Software designer Julian Kantor (L), who created "The Recital" takes a picture of Jonathan Feng (R) as he uses the Oculus Rift virtual reality headset to experience his program during E3 in Los Angeles, California June 12, 2013. REUTERS/Gus Ruelas
The International community has come down heavily on the Australian couple who left their newborn boy, according to Fairfax media reports. Twenty-one-year-old Pattharamon Janbua from Thailand was offered $11,700 by a Bangkok surrogacy agent to become a surrogate mother for an unnamed Australian couple who were unable to have a baby. On discovering that she was carrying twins, the agency promised to pay her another $1,637.
The couple asked Janbua to have an abortion in the seventh month of her pregnancy after they got to know that the boy baby has Down Syndrome. However, Janbua refused and went ahead to deliver a baby boy and a girl. The young mother from Thailand, who never met the couple is struggling to raise money for Gammy, who is seriously ill and suffering from a rare congenital heart condition.
Wishes and donations have been pouring in ever since this news made headlines. An online campaign (Hope for Gammy) that was launched to raise funds for Gammy has collected more than $25,000, with more money flowing in every hour. The fundraisers have now increased the target to $100,000. To ensure that the fund is used for Gammy and his family, the organisers said, "Friends of Gammy are establishing a trust fund with two well known and reputable Thai charities who will administer this money and ensure that it is used only for the well being of Gammy and his family."

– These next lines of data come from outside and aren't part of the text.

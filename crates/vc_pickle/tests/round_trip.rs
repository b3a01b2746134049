use serde_json::json;
use vc_pickle::codec::RecordLayout;
use vc_pickle::info::{DescriptorCell, FieldDescriptor, RecordBuilder, TypeDescriptor, Typed};
use vc_pickle::{PickleError, Reflect, ReflectRef, impl_record, impl_singleton};
use vc_pickle_format::{BinaryBuilder, BinaryFormat, BinaryReader, JsonFormat};

#[derive(Debug, Clone, PartialEq)]
pub struct Sample {
    pub id: u64,
    pub ratio: f32,
    pub initial: char,
    pub name: String,
    pub scores: Vec<i16>,
    pub tags: Vec<String>,
    pub nickname: Option<String>,
    pub flags: Option<Vec<bool>>,
}

impl_record!(Sample {
    id,
    ratio,
    initial,
    name,
    scores,
    tags,
    nickname,
    flags,
});

fn sample() -> Sample {
    Sample {
        id: 42,
        ratio: 0.5,
        initial: 'λ',
        name: String::from("sample"),
        scores: vec![-3, 0, 7],
        tags: vec![String::from("a"), String::from("b")],
        nickname: None,
        flags: Some(vec![true, false]),
    }
}

#[test]
fn records_round_trip_through_both_formats() {
    let value = sample();

    let bytes = vc_pickle::serialize(&BinaryFormat, &value).unwrap();
    let back: Sample = vc_pickle::deserialize(&BinaryFormat, bytes.as_slice()).unwrap();
    assert_eq!(back, value);

    let json = vc_pickle::serialize(&JsonFormat, &value).unwrap();
    let back: Sample = vc_pickle::deserialize(&JsonFormat, &json).unwrap();
    assert_eq!(back, value);
}

#[test]
fn null_stays_null() {
    let value = Sample {
        flags: None,
        ..sample()
    };
    let json = vc_pickle::serialize(&JsonFormat, &value).unwrap();
    assert_eq!(json["nickname"], json!(null));
    assert_eq!(json["flags"], json!(null));

    let back: Sample = vc_pickle::deserialize(&JsonFormat, &json).unwrap();
    assert_eq!(back.nickname, None);
    assert_eq!(back.flags, None);
}

#[test]
fn final_field_types_carry_no_tag() {
    let json = vc_pickle::serialize(&JsonFormat, &sample()).unwrap();
    assert_eq!(json["id"], json!(42));
    assert_eq!(json["name"], json!("sample"));
    assert_eq!(json["scores"], json!([-3, 0, 7]));
    assert!(json.get("$tag").is_none());
}

#[test]
fn null_in_a_required_position_is_rejected() {
    let mut json = vc_pickle::serialize(&JsonFormat, &sample()).unwrap();
    json["name"] = json!(null);
    let err = vc_pickle::deserialize::<Sample, _>(&JsonFormat, &json).unwrap_err();
    assert!(matches!(err, PickleError::Decode(_)));
}

#[test]
fn truncated_input_fails_to_decode() {
    let bytes = vc_pickle::serialize(&BinaryFormat, &sample()).unwrap();
    let err = vc_pickle::deserialize::<Sample, _>(&BinaryFormat, &bytes[..bytes.len() - 3])
        .unwrap_err();
    assert!(matches!(err, PickleError::Decode(_)));
}

#[test]
fn top_level_reads_mirror_builder_writes() {
    let first = sample();
    let second = Sample {
        id: 7,
        nickname: Some(String::from("second")),
        ..sample()
    };

    let mut builder = BinaryBuilder::new();
    vc_pickle::serialize_into(&mut builder, &first).unwrap();
    vc_pickle::serialize_into(&mut builder, &second).unwrap();
    let bytes = builder.into_bytes();

    let mut reader = BinaryReader::new(&bytes);
    let back: Sample = vc_pickle::deserialize_top_level(&mut reader).unwrap();
    assert_eq!(back, first);
    let back: Sample = vc_pickle::deserialize_top_level(&mut reader).unwrap();
    assert_eq!(back, second);
    assert_eq!(reader.remaining(), 0);
}

// -----------------------------------------------------------------------------
// Singletons

#[derive(Debug, PartialEq)]
pub struct Marker;
impl_singleton!(Marker as "marker");

#[test]
fn singletons_decode_to_the_canonical_instance() {
    let bytes = vc_pickle::serialize(&BinaryFormat, &vec![Some(Marker), None]).unwrap();
    let back: Vec<Option<Marker>> =
        vc_pickle::deserialize(&BinaryFormat, bytes.as_slice()).unwrap();
    assert_eq!(back, [Some(Marker), None]);
}

// -----------------------------------------------------------------------------
// Accessibility

#[derive(Debug, Default, PartialEq)]
pub struct Account {
    pub owner: String,
    balance: i64,
    session: u32,
}

impl Account {
    fn balance(&self) -> &i64 {
        &self.balance
    }

    fn set_balance(&mut self, balance: i64) {
        self.balance = balance;
    }
}

impl Reflect for Account {
    fn represented_descriptor(&self) -> &'static TypeDescriptor {
        <Self as Typed>::descriptor()
    }

    fn reflect_ref(&self) -> ReflectRef<'_> {
        ReflectRef::Record
    }

    vc_pickle::reflect_casts!();
}

impl Typed for Account {
    fn descriptor() -> &'static TypeDescriptor {
        static CELL: DescriptorCell = DescriptorCell::new();
        CELL.get_or_init(|| {
            RecordBuilder::<Account>::new()
                .public_field("owner", |a| &a.owner, |a| &mut a.owner)
                .accessor_field("balance", Account::balance, Account::set_balance)
                .inaccessible_field::<u32>("session")
                .default_shell()
                .build()
        })
    }
}

#[test]
fn inaccessible_fields_are_omitted() {
    let account = Account {
        owner: String::from("ann"),
        balance: -20,
        session: 9,
    };
    let json = vc_pickle::serialize(&JsonFormat, &account).unwrap();
    assert_eq!(json, json!({"owner": "ann", "balance": -20}));

    let back: Account = vc_pickle::deserialize(&JsonFormat, &json).unwrap();
    assert_eq!(back.owner, "ann");
    assert_eq!(back.balance, -20);
    assert_eq!(back.session, 0);
}

// -----------------------------------------------------------------------------
// Flattening

#[derive(Debug, Default, PartialEq)]
pub struct Entity {
    pub id: u32,
    pub label: String,
}
impl_record!(Entity: Default { id, label });

#[derive(Debug, Default, PartialEq)]
pub struct Player {
    pub entity: Entity,
    pub label: String,
    pub level: u8,
}

impl Reflect for Player {
    fn represented_descriptor(&self) -> &'static TypeDescriptor {
        <Self as Typed>::descriptor()
    }

    fn reflect_ref(&self) -> ReflectRef<'_> {
        ReflectRef::Record
    }

    vc_pickle::reflect_casts!();
}

impl Typed for Player {
    fn descriptor() -> &'static TypeDescriptor {
        static CELL: DescriptorCell = DescriptorCell::new();
        CELL.get_or_init(|| {
            RecordBuilder::<Player>::new()
                .public_field("label", |p| &p.label, |p| &mut p.label)
                .public_field("level", |p| &p.level, |p| &mut p.level)
                .extends(|p| &p.entity, |p| &mut p.entity)
                .default_shell()
                .build()
        })
    }
}

#[test]
fn derived_fields_shadow_base_fields() {
    let record = <Player as Typed>::descriptor().as_record().unwrap();
    let names: Vec<_> = record.fields().iter().map(FieldDescriptor::name).collect();
    assert_eq!(names, ["label", "level", "id"]);

    let player = Player {
        entity: Entity {
            id: 3,
            label: String::from("base"),
        },
        label: String::from("derived"),
        level: 12,
    };
    let bytes = vc_pickle::serialize(&BinaryFormat, &player).unwrap();
    let back: Player = vc_pickle::deserialize(&BinaryFormat, bytes.as_slice()).unwrap();
    assert_eq!(back.entity.id, 3);
    assert_eq!(back.entity.label, "");
    assert_eq!(back.label, "derived");
    assert_eq!(back.level, 12);
}

// -----------------------------------------------------------------------------
// Construction strategy

#[derive(Debug, Default, PartialEq)]
pub struct Envelope {
    pub header: u16,
    pub payload: Vec<String>,
}

impl Reflect for Envelope {
    fn represented_descriptor(&self) -> &'static TypeDescriptor {
        <Self as Typed>::descriptor()
    }

    fn reflect_ref(&self) -> ReflectRef<'_> {
        ReflectRef::Record
    }

    vc_pickle::reflect_casts!();
}

impl Typed for Envelope {
    fn descriptor() -> &'static TypeDescriptor {
        static CELL: DescriptorCell = DescriptorCell::new();
        CELL.get_or_init(|| {
            RecordBuilder::<Envelope>::new()
                .public_field("header", |e| &e.header, |e| &mut e.header)
                .field(
                    FieldDescriptor::public(
                        "payload",
                        |e: &Envelope| &e.payload,
                        |e: &mut Envelope| &mut e.payload,
                    )
                    .erased(),
                )
                .constructor(&["header", "payload"], |bag| {
                    Ok(Envelope {
                        header: bag.take("header")?,
                        payload: bag.take("payload")?,
                    })
                })
                .default_shell()
                .build()
        })
    }
}

#[test]
fn erased_fields_force_the_shell() {
    let descriptor = <Envelope as Typed>::descriptor();
    let layout = RecordLayout::plan(descriptor, descriptor.as_record().unwrap()).unwrap();
    assert!(!layout.is_direct());
    assert_eq!(layout.instantiate_at(), 0);

    let direct = <Sample as Typed>::descriptor();
    let layout = RecordLayout::plan(direct, direct.as_record().unwrap()).unwrap();
    assert!(layout.is_direct());

    let envelope = Envelope {
        header: 7,
        payload: vec![String::from("body")],
    };
    let json = vc_pickle::serialize(&JsonFormat, &envelope).unwrap();
    let back: Envelope = vc_pickle::deserialize(&JsonFormat, &json).unwrap();
    assert_eq!(back, envelope);
}

#[test]
fn uninhabited_types_are_unsupported() {
    let err = vc_pickle::deserialize::<core::convert::Infallible, _>(&JsonFormat, &json!(1))
        .unwrap_err();
    assert!(matches!(err, PickleError::UnsupportedType(_)));

    let err = vc_pickle::deserialize::<Vec<core::convert::Infallible>, _>(&JsonFormat, &json!([1]))
        .unwrap_err();
    assert!(matches!(err, PickleError::UnsupportedType(_)));
}

/// The constructor needs `token`, which cannot be read back, and there is no shell.
#[derive(Debug, PartialEq)]
pub struct Session {
    pub user: String,
    token: u64,
}

impl Reflect for Session {
    fn represented_descriptor(&self) -> &'static TypeDescriptor {
        <Self as Typed>::descriptor()
    }

    fn reflect_ref(&self) -> ReflectRef<'_> {
        ReflectRef::Record
    }

    vc_pickle::reflect_casts!();
}

impl Typed for Session {
    fn descriptor() -> &'static TypeDescriptor {
        static CELL: DescriptorCell = DescriptorCell::new();
        CELL.get_or_init(|| {
            RecordBuilder::<Session>::new()
                .public_field("user", |s| &s.user, |s| &mut s.user)
                .inaccessible_field::<u64>("token")
                .constructor(&["user", "token"], |bag| {
                    Ok(Session {
                        user: bag.take("user")?,
                        token: bag.take("token")?,
                    })
                })
                .build()
        })
    }
}

#[test]
fn unconstructible_records_still_write() {
    let session = Session {
        user: String::from("kim"),
        token: 77,
    };
    let json = vc_pickle::serialize(&JsonFormat, &session).unwrap();
    assert_eq!(json, json!({"user": "kim"}));
    assert!(vc_pickle::serialize(&BinaryFormat, &session).is_ok());

    let err = vc_pickle::deserialize::<Session, _>(&JsonFormat, &json).unwrap_err();
    assert!(matches!(err, PickleError::NotConstructible(_)));
}

// -----------------------------------------------------------------------------
// Nested nullables

#[test]
fn nested_nullables_keep_every_level() {
    let values: Vec<Option<Option<i32>>> = vec![Some(Some(5)), Some(None), None];

    let json = vc_pickle::serialize(&JsonFormat, &values).unwrap();
    assert_eq!(json, json!([{"some": 5}, {"some": null}, null]));
    let back: Vec<Option<Option<i32>>> = vc_pickle::deserialize(&JsonFormat, &json).unwrap();
    assert_eq!(back, values);

    let bytes = vc_pickle::serialize(&BinaryFormat, &values).unwrap();
    let back: Vec<Option<Option<i32>>> =
        vc_pickle::deserialize(&BinaryFormat, bytes.as_slice()).unwrap();
    assert_eq!(back, values);

    let top = Some(Some(String::from("deep")));
    let bytes = vc_pickle::serialize(&BinaryFormat, &top).unwrap();
    let back: Option<Option<String>> =
        vc_pickle::deserialize(&BinaryFormat, bytes.as_slice()).unwrap();
    assert_eq!(back, top);
}

// -----------------------------------------------------------------------------
// Field names that look like markers

#[derive(Debug, Default, PartialEq)]
pub struct Query {
    pub reference: u32,
    pub tag: String,
    pub plain: bool,
}

impl Reflect for Query {
    fn represented_descriptor(&self) -> &'static TypeDescriptor {
        <Self as Typed>::descriptor()
    }

    fn reflect_ref(&self) -> ReflectRef<'_> {
        ReflectRef::Record
    }

    vc_pickle::reflect_casts!();
}

impl Typed for Query {
    fn descriptor() -> &'static TypeDescriptor {
        static CELL: DescriptorCell = DescriptorCell::new();
        CELL.get_or_init(|| {
            RecordBuilder::<Query>::new()
                .public_field("$ref", |q| &q.reference, |q| &mut q.reference)
                .public_field("$tag", |q| &q.tag, |q| &mut q.tag)
                .public_field("plain", |q| &q.plain, |q| &mut q.plain)
                .default_shell()
                .build()
        })
    }
}

#[test]
fn dollar_field_names_do_not_clash_with_markers() {
    let query = Query {
        reference: 4,
        tag: String::from("t"),
        plain: true,
    };

    let json = vc_pickle::serialize(&JsonFormat, &query).unwrap();
    assert_eq!(json, json!({"$$ref": 4, "$$tag": "t", "plain": true}));
    let back: Query = vc_pickle::deserialize(&JsonFormat, &json).unwrap();
    assert_eq!(back, query);

    let many = vec![query];
    let json = vc_pickle::serialize(&JsonFormat, &many).unwrap();
    let back: Vec<Query> = vc_pickle::deserialize(&JsonFormat, &json).unwrap();
    assert_eq!(back, many);
}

Australians, who came to know about Gammy, have condemned the couples' actions and have rushed to donate.
Meanwhile, the Thai health officials have decided to come up with more stringent rules to surrogacy because of the case. They declared that surrogacy can be legal only if a "married couple is unable to conceive and uses a blood relative to bear their child." It further declared that foreign couples can opt for surrogate mothers from the country only if they are able to get special permission from Thailand's Ministry of Foreign Affairs. Couples taking the children to another country without seeking permission will be considered as violating human trafficking laws, concluded the health officials.